Nokogiri how to traverse every row of a table with two classes

207 Views Asked by At

I am attempting to parse an HTML table using Nokogiri. The table is marked up well and has no structural issues except for table header is embedded as an actual row instead of using <thead>. The problem I have is that I want every row but the first row, as I'm not interested in the header, but everything that follows instead. Here's an example of how the table is structured.

<table id="foo">
<tbody>
  <tr class="headerrow">....</tr>
  <tr class="row">...</tr>
  <tr class="row_alternate">...</tr>
  <tr class="row">...</tr>
  <tr class="row_alternate">...</tr>
</tbody>
</table>

I'm interesting in grabbing only rows with the class row and row_alternate.
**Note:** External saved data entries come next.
//! LLM-driven Zork session runner.

use std::path::PathBuf;
use std::time::Duration;

use anyhow::Result;
use clap::Parser;
use tracing::info;

use zork_core::agent::{ChatEndpointConfig, HttpChatClient, LlmStrategy};
use zork_core::session::channel::{InterpreterChannel, InterpreterConfig};
use zork_core::session::logs::SessionLog;
use zork_core::session::{Session, SessionConfig};

#[derive(Parser)]
#[command(name = "zork-runner")]
#[command(about = "Plays Zork through a Z-machine interpreter, with an LLM choosing commands")]
#[command(version)]
struct Cli {
    /// OpenAI-compatible chat completions base URL
    #[arg(long, env = "ZORK_LLM_URL", default_value = "http://localhost:8000/v1")]
    endpoint: String,

    /// Model name passed to the completion endpoint
    #[arg(
        long,
        env = "ZORK_LLM_MODEL",
        default_value = "meta-llama/Llama-3.1-8B-Instruct"
    )]
    model: String,

    /// Bearer token for the endpoint (many local servers accept any value)
    #[arg(long, env = "ZORK_API_KEY", default_value = "EMPTY", hide_env_values = true)]
    api_key: String,

    /// Z-machine story file to play
    #[arg(long, env = "ZORK_STORY_FILE", default_value = "zork1.z3")]
    story_file: PathBuf,

    /// Maximum number of turns before the session stops itself
    #[arg(long, env = "ZORK_MAX_TURNS", default_value_t = 500)]
    max_turns: u32,

    /// Directory for transcript, turn log and summary files
    #[arg(long, env = "ZORK_LOG_DIR", default_value = "logs")]
    log_dir: PathBuf,

    /// Z-machine interpreter program
    #[arg(long, env = "ZORK_INTERPRETER", default_value = "dfrotz")]
    interpreter: String,

    /// Extra argument for the interpreter, before the story file (repeatable)
    #[arg(long = "interpreter-arg")]
    interpreter_args: Vec<String>,

    /// Delay between turns, in milliseconds
    #[arg(long, default_value_t = 500)]
    turn_delay_ms: u64,
}

#[tokio::main]
async fn main() -> Result<()> {
    tracing_subscriber::fmt()
        .with_env_filter(
            tracing_subscriber::EnvFilter::try_from_default_env()
                .unwrap_or_else(|_| tracing_subscriber::EnvFilter::new("info")),
        )
        .init();

    let cli = Cli::parse();

    if !cli.story_file.exists() {
        anyhow::bail!(
            "story file {} not found (point --story-file at a Z-machine game file)",
            cli.story_file.display()
        );
    }

    info!(
        model = %cli.model,
        endpoint = %cli.endpoint,
        story = %cli.story_file.display(),
        "starting session"
    );

    let channel = InterpreterChannel::spawn(&InterpreterConfig {
        program: cli.interpreter.clone(),
        args: cli.interpreter_args.clone(),
        story_file: cli.story_file.clone(),
    })?;

    let backend = HttpChatClient::new(ChatEndpointConfig {
        base_url: cli.endpoint.clone(),
        model: cli.model.clone(),
        api_key: cli.api_key.clone(),
    });
    let strategy = LlmStrategy::new(backend);

    let log = SessionLog::create(&cli.log_dir)?;

    let (interrupt_tx, interrupt_rx) = tokio::sync::watch::channel(false);
    tokio::spawn(async move {
        if tokio::signal::ctrl_c().await.is_ok() {
            let _ = interrupt_tx.send(true);
        }
    });

    let cfg = SessionConfig {
        max_turns: cli.max_turns,
        turn_delay: Duration::from_millis(cli.turn_delay_ms),
        model: cli.model,
        ..SessionConfig::default()
    };

    let session = Session::new(channel, Box::new(strategy), log, cfg, interrupt_rx);
    let (outcome, _summary) = session.run().await?;
    info!(outcome = outcome.describe(), "session finished");
    Ok(())
}
//! Contact message repository.

use tracing::instrument;

use super::{RemoteStore, RepositoryError, Table};
use crate::models::ContactMessage;

/// Repository for the `contact_messages` table.
pub struct ContactRepository<'a> {
    store: &'a dyn RemoteStore,
}

impl<'a> ContactRepository<'a> {
    /// Create a new contact repository.
    #[must_use]
    pub const fn new(store: &'a dyn RemoteStore) -> Self {
        Self { store }
    }

    /// Store a contact message.
    ///
    /// # Errors
    ///
    /// Returns `RepositoryError` if the insert fails.
    #[instrument(skip(self, message), fields(subject = %message.subject))]
    pub async fn create(&self, message: &ContactMessage) -> Result<ContactMessage, RepositoryError> {
        let row = self
            .store
            .insert(Table::ContactMessages, serde_json::to_value(message)?)
            .await?;
        tracing::info!("Contact message stored");
        Ok(serde_json::from_value(row)?)
    }
}

#[cfg(test)]
#[allow(clippy::unwrap_used)]
mod tests {
    use super::*;
    use crate::db::MemoryStore;

    #[tokio::test]
    async fn test_create_assigns_id() {
        let store = MemoryStore::new();
        let repo = ContactRepository::new(&store);
        let message =
            ContactMessage::new("Ada", "ada@example.com", "Sizing", "Do tees run small?").unwrap();

        let stored = repo.create(&message).await.unwrap();
        assert!(stored.id.is_some());
        assert!(stored.created_at.is_some());
        assert_eq!(stored.subject, "Sizing");
        assert_eq!(store.rows(Table::ContactMessages).len(), 1);
    }
}
//! Background writer that mirrors cart snapshots into storage.
//!
//! Mutations enqueue full-state snapshots on an unbounded channel. A single
//! task drains the channel in order, keeps only the newest pending snapshot,
//! performs one storage attempt, and publishes the result on a watch channel.

use std::sync::Arc;

use gtm_shop_core::CartLine;
use tokio::sync::{mpsc, watch};
use tokio::task::JoinHandle;
use tracing::{debug, warn};

use super::snapshot;
use crate::storage::KeyValueStorage;

/// A full copy of the cart taken right after a mutation.
#[derive(Debug)]
pub(crate) struct Snapshot {
    pub(crate) generation: u64,
    pub(crate) lines: Vec<CartLine>,
}

/// What happened to the storage slot during a flush.
#[derive(Debug, Clone, PartialEq, Eq)]
pub enum FlushOutcome {
    /// Nothing has been flushed yet.
    Idle,
    /// The slot was overwritten with the serialized cart.
    Written,
    /// The cart was empty and the slot was deleted.
    Deleted,
    /// The storage attempt failed; in-memory state is unaffected.
    Failed(String),
}

/// Result of the most recent flush.
#[derive(Debug, Clone, PartialEq, Eq)]
pub struct FlushReport {
    /// Generation of the snapshot that was flushed.
    pub generation: u64,
    /// Outcome of the storage attempt.
    pub outcome: FlushOutcome,
}

impl FlushReport {
    pub(crate) const fn initial() -> Self {
        Self {
            generation: 0,
            outcome: FlushOutcome::Idle,
        }
    }

    /// Whether the flush reached storage.
    #[must_use]
    pub const fn is_ok(&self) -> bool {
        matches!(
            self.outcome,
            FlushOutcome::Written | FlushOutcome::Deleted | FlushOutcome::Idle
        )
    }
}

/// Spawn the writer task.
///
/// The task exits once every sender is dropped and the queue is drained.
pub(crate) fn spawn_writer(
    storage: Arc<dyn KeyValueStorage>,
    key: String,
    mut rx: mpsc::UnboundedReceiver<Snapshot>,
    reports: watch::Sender<FlushReport>,
) -> JoinHandle<()> {
    tokio::spawn(async move {
        while let Some(mut latest) = rx.recv().await {
            // Every snapshot is a full overwrite, so older queued ones can be skipped.
            while let Ok(newer) = rx.try_recv() {
                latest = newer;
            }

            let outcome = flush(storage.as_ref(), &key, &latest.lines).await;
            match &outcome {
                FlushOutcome::Failed(error) => {
                    warn!(generation = latest.generation, %error, "Cart flush failed");
                }
                other => {
                    debug!(generation = latest.generation, outcome = ?other, "Cart flushed");
                }
            }

            reports.send_replace(FlushReport {
                generation: latest.generation,
                outcome,
            });
        }
        debug!("Cart writer stopped");
    })
}

async fn flush(storage: &dyn KeyValueStorage, key: &str, lines: &[CartLine]) -> FlushOutcome {
    let encoded = match snapshot::encode(lines) {
        Ok(encoded) => encoded,
        Err(e) => return FlushOutcome::Failed(format!("serialize: {e}")),
    };

    let result = match encoded {
        Some(raw) => storage.set(key, &raw).await.map(|()| FlushOutcome::Written),
        None => storage.remove(key).await.map(|()| FlushOutcome::Deleted),
    };

    result.unwrap_or_else(|e| FlushOutcome::Failed(e.to_string()))
}
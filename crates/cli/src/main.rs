//! GTM Shop CLI - Storefront client.
//!
//! # Usage
//!
//! ```bash
//! # Browse the catalog and fill the cart (works offline)
//! gtm catalog list --category Apparel
//! gtm cart add 1 -q 2
//! gtm cart show
//!
//! # Account and checkout (needs GTM_SUPABASE_URL and GTM_SUPABASE_ANON_KEY)
//! gtm auth sign-in -e ada@example.com -p hunter22
//! gtm checkout card --number "4242 4242 4242 4242" --holder "Ada" \
//!     --expiry 12/29 --cvv 123 --token tok_visa --phone 555-0100 \
//!     --address "1 Way" --city London --state LDN --zip N1 --country UK
//! ```
//!
//! # Commands
//!
//! - `cart` - Show and edit the persisted cart
//! - `catalog` - Browse bundled products
//! - `auth` - Sign up, sign in, sign out
//! - `orders` - Order history
//! - `profile` - View and edit the profile
//! - `contact` - Send a message to the shop
//! - `checkout` - Pay for the cart

#![cfg_attr(not(test), forbid(unsafe_code))]

use clap::{Args, Parser, Subcommand};

use gtm_shop_storefront::config::{CartConfig, StorefrontConfig, TelemetryConfig};
use gtm_shop_storefront::error::AppError;
use gtm_shop_storefront::state::AppState;
use gtm_shop_storefront::telemetry;

mod commands;

#[derive(Parser)]
#[command(name = "gtm")]
#[command(author, version, about = "GTM Shop storefront client")]
struct Cli {
    /// Emit logs as JSON
    #[arg(long, global = true)]
    log_json: bool,

    #[command(subcommand)]
    command: Commands,
}

#[derive(Subcommand)]
enum Commands {
    /// Show and edit the cart
    Cart {
        #[command(subcommand)]
        action: CartAction,
    },
    /// Browse the product catalog
    Catalog {
        #[command(subcommand)]
        action: CatalogAction,
    },
    /// Manage the account session
    Auth {
        #[command(subcommand)]
        action: AuthAction,
    },
    /// View order history
    Orders {
        #[command(subcommand)]
        action: OrdersAction,
    },
    /// View and edit the profile
    Profile {
        #[command(subcommand)]
        action: ProfileAction,
    },
    /// Send a message to the shop
    Contact {
        /// Your name
        #[arg(short, long)]
        name: String,

        /// Reply address
        #[arg(short, long)]
        email: String,

        /// Subject line
        #[arg(short, long)]
        subject: String,

        /// Message body
        #[arg(short, long)]
        message: String,
    },
    /// Pay for the cart
    Checkout {
        #[command(subcommand)]
        method: CheckoutMethod,
    },
}

impl Commands {
    /// Cart and catalog commands run offline.
    const fn needs_backend(&self) -> bool {
        !matches!(self, Self::Cart { .. } | Self::Catalog { .. })
    }
}

#[derive(Subcommand)]
enum CartAction {
    /// List cart lines and totals
    Show,
    /// Add a product
    Add {
        /// Product id
        id: String,

        /// Units to add
        #[arg(short, long, default_value_t = 1)]
        quantity: u32,
    },
    /// Remove a product
    Remove {
        /// Product id
        id: String,
    },
    /// Set a product's quantity (0 or less removes it)
    Update {
        /// Product id
        id: String,

        /// New quantity
        #[arg(allow_negative_numbers = true)]
        quantity: i64,
    },
    /// Empty the cart
    Clear,
}

#[derive(Subcommand)]
enum CatalogAction {
    /// List products
    List {
        /// Only this category
        #[arg(short, long)]
        category: Option<String>,

        /// Match name, description, or category
        #[arg(short, long)]
        search: Option<String>,
    },
    /// Show one product
    Show {
        /// Product id
        id: String,
    },
    /// List categories
    Categories,
}

#[derive(Subcommand)]
enum AuthAction {
    /// Create an account
    SignUp {
        #[arg(short, long)]
        email: String,

        #[arg(short, long)]
        password: String,

        /// Display name (defaults to the part of the email before `@`)
        #[arg(short, long)]
        name: Option<String>,
    },
    /// Sign in
    SignIn {
        #[arg(short, long)]
        email: String,

        #[arg(short, long)]
        password: String,
    },
    /// Sign out (the cart is kept)
    SignOut,
    /// Show the signed-in user
    Whoami,
}

#[derive(Subcommand)]
enum OrdersAction {
    /// List orders, newest first
    List,
    /// Show one order
    Show {
        /// Order id
        id: String,
    },
}

#[derive(Subcommand)]
enum ProfileAction {
    /// Show the profile
    Show,
    /// Save the profile
    Update {
        /// Display name (required)
        #[arg(short, long)]
        name: String,

        #[arg(long)]
        phone: Option<String>,

        #[arg(long)]
        address: Option<String>,

        #[arg(long)]
        city: Option<String>,

        #[arg(long)]
        state: Option<String>,

        #[arg(long)]
        zip: Option<String>,

        #[arg(long)]
        country: Option<String>,
    },
}

#[derive(Subcommand)]
enum CheckoutMethod {
    /// Pay by card
    Card {
        /// Card number (validated locally, never sent)
        #[arg(long)]
        number: String,

        /// Cardholder name
        #[arg(long)]
        holder: String,

        /// Expiry as MM/YY
        #[arg(long)]
        expiry: String,

        #[arg(long)]
        cvv: String,

        /// Card token issued by the payment processor
        #[arg(long)]
        token: String,

        #[command(flatten)]
        shipping: ShippingArgs,
    },
    /// Pay with PayPal
    Paypal {
        /// PayPal account email
        #[arg(long)]
        paypal_email: String,

        /// PayPal password (validated locally, never sent)
        #[arg(long)]
        paypal_password: String,

        /// Approved PayPal order id
        #[arg(long)]
        order_id: String,

        #[command(flatten)]
        shipping: ShippingArgs,
    },
}

/// Shipping address. Name and email default to the signed-in user's.
#[derive(Args)]
struct ShippingArgs {
    #[arg(long)]
    full_name: Option<String>,

    #[arg(long)]
    email: Option<String>,

    #[arg(long)]
    phone: String,

    #[arg(long)]
    address: String,

    #[arg(long)]
    city: String,

    #[arg(long)]
    state: String,

    #[arg(long)]
    zip: String,

    #[arg(long)]
    country: String,
}

#[tokio::main]
async fn main() {
    // Sentry must be initialized before the tracing subscriber
    let telemetry_config = TelemetryConfig::from_env();
    let _sentry_guard = telemetry::init_sentry(&telemetry_config);

    let cli = Cli::parse();
    telemetry::init_tracing(cli.log_json);

    if let Err(e) = run(cli).await {
        e.report();
        #[allow(clippy::print_stderr)]
        {
            eprintln!("Error: {}", e.user_message());
        }
        std::process::exit(1);
    }
}

async fn run(cli: Cli) -> Result<(), AppError> {
    let state = if cli.command.needs_backend() {
        AppState::connect(&StorefrontConfig::from_env()?).await?
    } else {
        AppState::local(&CartConfig::from_env()).await?
    };

    let result = dispatch(&state, cli.command).await;

    // Pending cart writes must land before the process exits
    let report = state.cart().flushed().await;
    if !report.is_ok() {
        tracing::warn!(generation = report.generation, "Cart could not be saved");
    }

    result
}

async fn dispatch(state: &AppState, command: Commands) -> Result<(), AppError> {
    match command {
        Commands::Cart { action } => match action {
            CartAction::Show => commands::cart::show(state),
            CartAction::Add { id, quantity } => commands::cart::add(state, &id, quantity)?,
            CartAction::Remove { id } => commands::cart::remove(state, &id),
            CartAction::Update { id, quantity } => commands::cart::update(state, &id, quantity),
            CartAction::Clear => commands::cart::clear(state),
        },
        Commands::Catalog { action } => match action {
            CatalogAction::List { category, search } => {
                commands::catalog::list(state, category.as_deref(), search.as_deref());
            }
            CatalogAction::Show { id } => commands::catalog::show(state, &id)?,
            CatalogAction::Categories => commands::catalog::categories(state),
        },
        Commands::Auth { action } => match action {
            AuthAction::SignUp {
                email,
                password,
                name,
            } => commands::auth::sign_up(state, &email, &password, name.as_deref()).await?,
            AuthAction::SignIn { email, password } => {
                commands::auth::sign_in(state, &email, &password).await?;
            }
            AuthAction::SignOut => commands::auth::sign_out(state).await?,
            AuthAction::Whoami => commands::auth::whoami(state).await?,
        },
        Commands::Orders { action } => match action {
            OrdersAction::List => commands::orders::list(state).await?,
            OrdersAction::Show { id } => commands::orders::show(state, &id).await?,
        },
        Commands::Profile { action } => match action {
            ProfileAction::Show => commands::profile::show(state).await?,
            ProfileAction::Update {
                name,
                phone,
                address,
                city,
                state: region,
                zip,
                country,
            } => {
                let update = gtm_shop_storefront::models::ProfileUpdate {
                    display_name: None,
                    phone,
                    address,
                    city,
                    state: region,
                    zip_code: zip,
                    country,
                };
                commands::profile::update(state, &name, update).await?;
            }
        },
        Commands::Contact {
            name,
            email,
            subject,
            message,
        } => commands::contact::send(state, &name, &email, &subject, &message).await?,
        Commands::Checkout { method } => match method {
            CheckoutMethod::Card {
                number,
                holder,
                expiry,
                cvv,
                token,
                shipping,
            } => {
                let card = gtm_shop_storefront::services::CardDetails {
                    number,
                    holder,
                    expiry,
                    cvv,
                };
                commands::checkout::card(state, &card, &token, shipping.into()).await?;
            }
            CheckoutMethod::Paypal {
                paypal_email,
                paypal_password,
                order_id,
                shipping,
            } => {
                let credentials = gtm_shop_storefront::services::PaypalCredentials {
                    email: paypal_email,
                    password: paypal_password,
                };
                commands::checkout::paypal(state, &credentials, &order_id, shipping.into()).await?;
            }
        },
    }
    Ok(())
}

impl From<ShippingArgs> for commands::checkout::ShippingInput {
    fn from(args: ShippingArgs) -> Self {
        Self {
            full_name: args.full_name,
            email: args.email,
            phone: args.phone,
            address: args.address,
            city: args.city,
            state: args.state,
            zip_code: args.zip,
            country: args.country,
        }
    }
}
However, this syntax is not legal in Nokogiri as far as I'm aware:

doc.css('.row .row_alternate').each do |a_row|
  # do stuff with a_row
end

What's the best way to solve this with Nokogiri?

3

There are 3 best solutions below

0
On BEST ANSWER

I would try this:

doc.css(".row, .row_alternate").each do |a_row|
  # do stuff with a_row
end
0
On

try doc.at_css(".headerrow").remove and then

doc.css("tr").each do |row| #some code end

0
On

A CSS selector can contain multiple components separated by comma:

A comma-separated list of selectors represents the union of all elements selected by each of the individual selectors in the list. (A comma is U+002C.) For example, in CSS when several selectors share the same declarations, they may be grouped into a comma-separated list. White space may appear before and/or after the comma.

doc.css('.row, .row_alternate').each do |a_row|
  p a_row.to_html
end

# "<tr class=\"row\">...</tr>"
# "<tr class=\"row_alternate\">...</tr>"
# "<tr class=\"row\">...</tr>"
# "<tr class=\"row_alternate\">...</tr>"